The Struggle for the American Extracurriculum at Ithaca High School, 1890–1917
Sevan G. Terzian
Numerous scholars have observed that the comprehensive high school has never succeeded in socially unifying the entire student body. This article attempts to explain why this has been the case by tracing the origins and development of the extracurriculum at Ithaca High School from 1890 to 1917. It demonstrates that students struggled with administrators to control clubs, athletic teams, and secret societies. Students' active role in shaping the character of the high school frustrated administrators' attempts to engineer a coordinated extracurriculum that would facilitate social unity.
Ninth Grade Physics: A Necessity for High School Science Programs
John R. Wilt
The traditional order in which science courses are taught in U.S. high schools is biology, chemistry, physics.
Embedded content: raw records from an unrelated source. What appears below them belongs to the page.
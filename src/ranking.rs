use crate::schema::{AnomalyRecord, ExceptionType, ProjectResult};
use schemars::JsonSchema;
use serde::{Deserialize, Serialize};

#[derive(Debug, Clone, PartialEq, Eq, Serialize, Deserialize, JsonSchema)]
pub struct RankingEntry {
    pub project: String,
    pub red: usize,
    pub yellow: usize,
    pub total: usize,
}

impl RankingEntry {
    fn count<'a>(project: &str, records: impl IntoIterator<Item = &'a AnomalyRecord>, cutoff: u32) -> Self {
        let (mut red, mut yellow) = (0, 0);
        for record in records.into_iter().filter(|r| r.month <= cutoff) {
            match record.exception_type {
                ExceptionType::Red => red += 1,
                ExceptionType::Yellow => yellow += 1,
            }
        }
        Self {
            project: project.to_string(),
            red,
            yellow,
            total: red + yellow,
        }
    }
}

/// Projects ordered by anomaly count, most first.
#[derive(Debug, Clone, PartialEq, Eq, Default, Serialize, Deserialize, JsonSchema)]
pub struct AnomalyRanking {
    #[schemars(description = "Secondary fee-item anomalies.")]
    pub primary: Vec<RankingEntry>,
    #[schemars(description = "Tertiary fee-code anomalies.")]
    pub tertiary: Vec<RankingEntry>,
    #[schemars(description = "Both levels together.")]
    pub combined: Vec<RankingEntry>,
}

pub fn rank_anomalies<'a>(
    results: impl IntoIterator<Item = (&'a String, &'a ProjectResult)>,
    cutoff: u32,
) -> AnomalyRanking {
    let mut ranking = AnomalyRanking::default();

    for (project, result) in results {
        ranking
            .primary
            .push(RankingEntry::count(project, &result.exceptions, cutoff));
        ranking
            .tertiary
            .push(RankingEntry::count(project, &result.tertiary_exceptions, cutoff));
        ranking.combined.push(RankingEntry::count(
            project,
            result.exceptions.iter().chain(&result.tertiary_exceptions),
            cutoff,
        ));
    }

    // sort_by is stable: ties keep input order
    for list in [&mut ranking.primary, &mut ranking.tertiary, &mut ranking.combined] {
        list.sort_by(|a, b| b.total.cmp(&a.total));
    }

    ranking
}

#[derive(Debug, Clone, Copy, PartialEq, Eq, Serialize, Deserialize, JsonSchema)]
#[serde(rename_all = "snake_case")]
pub enum AnomalyLevel {
    Primary,
    Tertiary,
}

/// One row of an anomaly detail listing.
#[derive(Debug, Clone, PartialEq, Serialize, Deserialize, JsonSchema)]
pub struct ProjectAnomaly {
    pub project: String,
    #[serde(flatten)]
    pub record: AnomalyRecord,
}

impl ProjectAnomaly {
    pub fn exception_label(&self) -> &'static str {
        self.record.exception_type.label()
    }
}

/// Records of every project up to `cutoff`, ordered by month.
pub fn collect_anomalies<'a>(
    results: impl IntoIterator<Item = (&'a String, &'a ProjectResult)>,
    cutoff: u32,
    level: AnomalyLevel,
) -> Vec<ProjectAnomaly> {
    let mut rows: Vec<ProjectAnomaly> = results
        .into_iter()
        .flat_map(|(project, result)| {
            let records = match level {
                AnomalyLevel::Primary => &result.exceptions,
                AnomalyLevel::Tertiary => &result.tertiary_exceptions,
            };
            records
                .iter()
                .filter(move |r| r.month <= cutoff)
                .map(move |r| ProjectAnomaly {
                    project: project.clone(),
                    record: r.clone(),
                })
        })
        .collect();

    rows.sort_by_key(|r| r.record.month);
    rows
}
//! Binary crate for the `weather` command-line tool.
//!
//! This crate focuses on:
//! - Parsing CLI arguments
//! - The interactive menu and location prompts
//! - Human-friendly output formatting

use clap::Parser;
use tracing_subscriber::EnvFilter;

mod cli;
mod console;
mod display;

#[tokio::main(flavor = "current_thread")]
async fn main() -> anyhow::Result<()> {
    let cmd = cli::Cli::parse();
    init_tracing(cmd.verbose);
    cmd.run().await
}

/// Logs go to stderr so they never interleave with report output on stdout.
fn init_tracing(verbose: u8) {
    let default_level = match verbose {
        0 => "warn",
        1 => "info",
        _ => "debug",
    };

    let filter = EnvFilter::try_from_default_env().unwrap_or_else(|_| EnvFilter::new(default_level));

    tracing_subscriber::fmt()
        .with_env_filter(filter)
        .with_writer(std::io::stderr)
        .with_target(false)
        .init();
}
The physics course usually is regarded as very difficult because it requires both high-level mathematical skills and high-level thinking skills; it is taught in the final year of high school to provide time for students to develop the necessary background in advanced mathematics and higher-order thinking skills. Research over the last 10 years indicates that an understanding of physics does not require, in fact, high-level mathematical skills and that some difficulties with physics are the result of students' misconceptions acquired at some earlier time. When these difficulties are addressed properly, it is possible to teach physics successfully to high school freshmen, providing them with considerable benefit for later science courses, particularly chemistry and biology.